* [TRY IT]
Both the line below containing "pub mod pagination;" and the line containing "parameters into a", along with every line between them, should be repeated exactly; no other line belongs in the answer.

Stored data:
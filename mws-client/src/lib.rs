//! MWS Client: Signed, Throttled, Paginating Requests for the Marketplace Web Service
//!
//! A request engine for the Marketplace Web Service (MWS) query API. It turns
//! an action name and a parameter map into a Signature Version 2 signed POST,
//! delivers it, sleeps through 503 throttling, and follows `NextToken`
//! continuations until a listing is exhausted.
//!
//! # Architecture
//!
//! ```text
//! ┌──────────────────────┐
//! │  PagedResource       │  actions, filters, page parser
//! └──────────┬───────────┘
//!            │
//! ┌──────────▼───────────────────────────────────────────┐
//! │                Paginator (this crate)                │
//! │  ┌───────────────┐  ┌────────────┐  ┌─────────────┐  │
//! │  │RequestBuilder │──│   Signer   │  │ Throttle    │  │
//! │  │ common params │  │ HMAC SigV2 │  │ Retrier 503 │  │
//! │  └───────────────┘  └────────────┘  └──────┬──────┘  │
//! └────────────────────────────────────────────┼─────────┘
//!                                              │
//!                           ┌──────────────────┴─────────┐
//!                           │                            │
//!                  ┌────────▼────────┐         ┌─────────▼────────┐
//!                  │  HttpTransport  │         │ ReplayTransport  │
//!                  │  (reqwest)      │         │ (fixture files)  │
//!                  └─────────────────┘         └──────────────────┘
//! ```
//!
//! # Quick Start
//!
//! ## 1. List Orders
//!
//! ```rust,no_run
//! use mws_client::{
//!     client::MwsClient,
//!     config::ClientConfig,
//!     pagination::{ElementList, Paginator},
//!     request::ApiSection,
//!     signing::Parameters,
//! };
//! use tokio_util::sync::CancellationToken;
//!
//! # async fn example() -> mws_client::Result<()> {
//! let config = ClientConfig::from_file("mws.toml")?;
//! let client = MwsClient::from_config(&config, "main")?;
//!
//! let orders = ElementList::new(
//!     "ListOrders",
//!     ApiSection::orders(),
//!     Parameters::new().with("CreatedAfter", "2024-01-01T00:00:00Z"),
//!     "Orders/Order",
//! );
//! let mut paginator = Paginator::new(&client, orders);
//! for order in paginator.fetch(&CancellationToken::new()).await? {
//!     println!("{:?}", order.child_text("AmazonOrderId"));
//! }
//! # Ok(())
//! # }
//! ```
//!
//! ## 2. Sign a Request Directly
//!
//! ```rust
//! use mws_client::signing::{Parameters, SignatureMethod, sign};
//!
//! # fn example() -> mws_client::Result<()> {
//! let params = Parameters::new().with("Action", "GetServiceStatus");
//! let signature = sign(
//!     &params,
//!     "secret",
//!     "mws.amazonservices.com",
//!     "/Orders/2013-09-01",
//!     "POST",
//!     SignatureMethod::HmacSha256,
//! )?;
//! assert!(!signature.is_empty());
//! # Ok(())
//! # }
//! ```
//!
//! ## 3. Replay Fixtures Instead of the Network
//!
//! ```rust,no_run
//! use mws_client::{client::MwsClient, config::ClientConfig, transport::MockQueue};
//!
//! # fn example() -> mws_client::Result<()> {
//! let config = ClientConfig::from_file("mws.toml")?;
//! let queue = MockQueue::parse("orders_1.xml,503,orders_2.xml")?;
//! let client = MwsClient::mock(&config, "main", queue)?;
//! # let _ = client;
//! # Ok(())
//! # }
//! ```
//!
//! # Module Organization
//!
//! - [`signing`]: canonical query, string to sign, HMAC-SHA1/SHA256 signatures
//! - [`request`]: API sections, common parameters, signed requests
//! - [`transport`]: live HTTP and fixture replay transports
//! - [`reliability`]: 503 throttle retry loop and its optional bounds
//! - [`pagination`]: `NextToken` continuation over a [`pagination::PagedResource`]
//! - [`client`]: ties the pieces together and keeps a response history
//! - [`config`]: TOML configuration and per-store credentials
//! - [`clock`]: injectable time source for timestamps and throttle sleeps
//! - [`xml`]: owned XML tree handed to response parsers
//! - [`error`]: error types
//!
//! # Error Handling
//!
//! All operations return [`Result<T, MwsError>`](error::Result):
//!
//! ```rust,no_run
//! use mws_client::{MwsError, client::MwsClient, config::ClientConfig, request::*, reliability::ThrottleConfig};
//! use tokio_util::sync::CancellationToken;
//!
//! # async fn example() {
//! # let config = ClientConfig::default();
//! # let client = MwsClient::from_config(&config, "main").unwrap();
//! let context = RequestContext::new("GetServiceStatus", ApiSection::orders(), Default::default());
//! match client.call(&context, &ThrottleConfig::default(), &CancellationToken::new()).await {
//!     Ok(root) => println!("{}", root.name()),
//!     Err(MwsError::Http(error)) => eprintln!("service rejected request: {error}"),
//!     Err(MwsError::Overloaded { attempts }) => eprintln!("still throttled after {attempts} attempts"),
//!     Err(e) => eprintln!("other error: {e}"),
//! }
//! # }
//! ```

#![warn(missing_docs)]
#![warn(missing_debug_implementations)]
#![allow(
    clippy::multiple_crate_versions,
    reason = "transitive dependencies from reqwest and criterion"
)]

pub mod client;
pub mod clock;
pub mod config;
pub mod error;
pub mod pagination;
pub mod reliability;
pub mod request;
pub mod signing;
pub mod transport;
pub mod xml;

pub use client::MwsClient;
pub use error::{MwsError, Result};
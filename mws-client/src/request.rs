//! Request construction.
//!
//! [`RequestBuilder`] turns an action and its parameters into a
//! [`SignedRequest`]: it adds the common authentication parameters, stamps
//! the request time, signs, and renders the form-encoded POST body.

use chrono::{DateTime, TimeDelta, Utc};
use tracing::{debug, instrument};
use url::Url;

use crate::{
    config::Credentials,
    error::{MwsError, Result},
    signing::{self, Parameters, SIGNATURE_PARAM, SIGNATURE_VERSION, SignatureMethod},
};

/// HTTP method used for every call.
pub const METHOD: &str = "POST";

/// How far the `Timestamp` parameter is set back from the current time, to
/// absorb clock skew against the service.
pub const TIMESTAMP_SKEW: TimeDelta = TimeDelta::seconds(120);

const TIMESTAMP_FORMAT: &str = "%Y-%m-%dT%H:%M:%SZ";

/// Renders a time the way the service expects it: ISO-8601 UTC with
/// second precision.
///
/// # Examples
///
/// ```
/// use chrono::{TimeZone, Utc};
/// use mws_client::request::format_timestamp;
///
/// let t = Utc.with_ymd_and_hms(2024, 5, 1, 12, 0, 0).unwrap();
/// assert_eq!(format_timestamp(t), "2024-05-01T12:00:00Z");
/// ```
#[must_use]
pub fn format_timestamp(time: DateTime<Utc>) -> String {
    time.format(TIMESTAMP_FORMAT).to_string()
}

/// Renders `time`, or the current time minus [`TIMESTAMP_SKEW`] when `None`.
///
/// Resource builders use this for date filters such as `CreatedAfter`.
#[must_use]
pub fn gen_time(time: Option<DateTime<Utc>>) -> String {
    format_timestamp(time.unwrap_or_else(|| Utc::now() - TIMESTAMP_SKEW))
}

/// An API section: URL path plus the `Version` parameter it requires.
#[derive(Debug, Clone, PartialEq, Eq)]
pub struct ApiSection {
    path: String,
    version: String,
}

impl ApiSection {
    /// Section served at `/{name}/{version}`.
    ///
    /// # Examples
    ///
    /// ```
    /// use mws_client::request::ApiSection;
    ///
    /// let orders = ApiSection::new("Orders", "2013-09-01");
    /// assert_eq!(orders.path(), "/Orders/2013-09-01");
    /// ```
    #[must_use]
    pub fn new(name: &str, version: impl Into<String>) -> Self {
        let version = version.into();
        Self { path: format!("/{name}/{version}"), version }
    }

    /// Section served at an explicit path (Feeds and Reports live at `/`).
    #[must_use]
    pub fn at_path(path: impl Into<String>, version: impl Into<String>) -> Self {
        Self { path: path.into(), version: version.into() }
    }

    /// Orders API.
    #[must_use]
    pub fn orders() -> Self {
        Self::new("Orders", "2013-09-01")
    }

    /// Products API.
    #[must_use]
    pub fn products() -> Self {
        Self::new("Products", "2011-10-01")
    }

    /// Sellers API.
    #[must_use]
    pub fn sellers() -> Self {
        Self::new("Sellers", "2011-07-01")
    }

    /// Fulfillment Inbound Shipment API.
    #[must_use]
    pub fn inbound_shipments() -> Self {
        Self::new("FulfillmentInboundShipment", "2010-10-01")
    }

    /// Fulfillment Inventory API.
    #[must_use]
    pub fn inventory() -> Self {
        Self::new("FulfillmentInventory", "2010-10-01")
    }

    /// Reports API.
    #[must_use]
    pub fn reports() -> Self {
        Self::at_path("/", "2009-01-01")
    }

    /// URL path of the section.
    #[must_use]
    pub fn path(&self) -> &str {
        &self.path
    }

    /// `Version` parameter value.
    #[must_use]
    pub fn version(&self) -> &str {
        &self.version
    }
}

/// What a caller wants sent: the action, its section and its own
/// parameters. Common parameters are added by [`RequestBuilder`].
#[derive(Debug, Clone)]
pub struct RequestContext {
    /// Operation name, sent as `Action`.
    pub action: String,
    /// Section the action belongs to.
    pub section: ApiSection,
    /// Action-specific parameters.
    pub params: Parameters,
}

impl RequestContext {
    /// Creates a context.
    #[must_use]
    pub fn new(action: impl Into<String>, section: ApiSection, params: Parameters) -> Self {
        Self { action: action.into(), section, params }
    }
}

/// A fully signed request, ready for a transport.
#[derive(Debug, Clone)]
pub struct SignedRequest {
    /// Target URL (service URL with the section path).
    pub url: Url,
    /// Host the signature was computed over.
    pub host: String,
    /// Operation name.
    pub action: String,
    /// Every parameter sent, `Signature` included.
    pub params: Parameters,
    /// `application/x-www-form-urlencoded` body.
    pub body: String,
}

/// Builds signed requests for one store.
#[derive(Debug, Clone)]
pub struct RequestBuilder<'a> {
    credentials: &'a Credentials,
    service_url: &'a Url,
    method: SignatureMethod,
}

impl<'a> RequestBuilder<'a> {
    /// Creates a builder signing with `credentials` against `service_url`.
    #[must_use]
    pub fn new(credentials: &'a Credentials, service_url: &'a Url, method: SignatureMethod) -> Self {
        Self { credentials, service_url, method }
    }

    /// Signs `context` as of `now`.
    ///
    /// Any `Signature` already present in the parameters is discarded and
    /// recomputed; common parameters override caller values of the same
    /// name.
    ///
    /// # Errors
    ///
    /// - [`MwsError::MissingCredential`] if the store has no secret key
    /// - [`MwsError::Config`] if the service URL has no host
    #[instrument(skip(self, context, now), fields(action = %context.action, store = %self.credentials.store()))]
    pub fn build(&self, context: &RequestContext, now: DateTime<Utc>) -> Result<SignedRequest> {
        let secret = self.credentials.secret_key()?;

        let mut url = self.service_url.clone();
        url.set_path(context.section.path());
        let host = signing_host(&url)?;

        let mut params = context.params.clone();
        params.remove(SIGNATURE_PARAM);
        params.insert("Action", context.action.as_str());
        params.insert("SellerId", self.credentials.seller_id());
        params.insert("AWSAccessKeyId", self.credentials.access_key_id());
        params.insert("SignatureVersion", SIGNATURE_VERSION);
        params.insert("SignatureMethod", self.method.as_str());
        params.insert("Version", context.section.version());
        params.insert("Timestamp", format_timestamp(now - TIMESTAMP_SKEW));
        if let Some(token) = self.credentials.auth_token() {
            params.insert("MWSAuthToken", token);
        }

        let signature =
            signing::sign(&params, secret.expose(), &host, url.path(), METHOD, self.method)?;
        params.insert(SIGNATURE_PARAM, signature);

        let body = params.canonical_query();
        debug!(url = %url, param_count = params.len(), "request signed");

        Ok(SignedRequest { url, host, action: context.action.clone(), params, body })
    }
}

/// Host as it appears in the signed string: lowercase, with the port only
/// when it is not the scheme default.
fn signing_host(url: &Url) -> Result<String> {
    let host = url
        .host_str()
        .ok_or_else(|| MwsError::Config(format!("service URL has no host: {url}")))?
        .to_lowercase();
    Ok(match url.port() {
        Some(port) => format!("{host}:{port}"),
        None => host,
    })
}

* [EXERCISE RESPONSE]
pub mod pagination;
pub mod reliability;
pub mod request;
pub mod signing;
pub mod transport;
pub mod xml;

pub use client::MwsClient;
pub use error::{MwsError, Result};
filename mws-client/src/request.rs
//! Request construction.
//!
//! [`RequestBuilder`] turns an action and its parameters into a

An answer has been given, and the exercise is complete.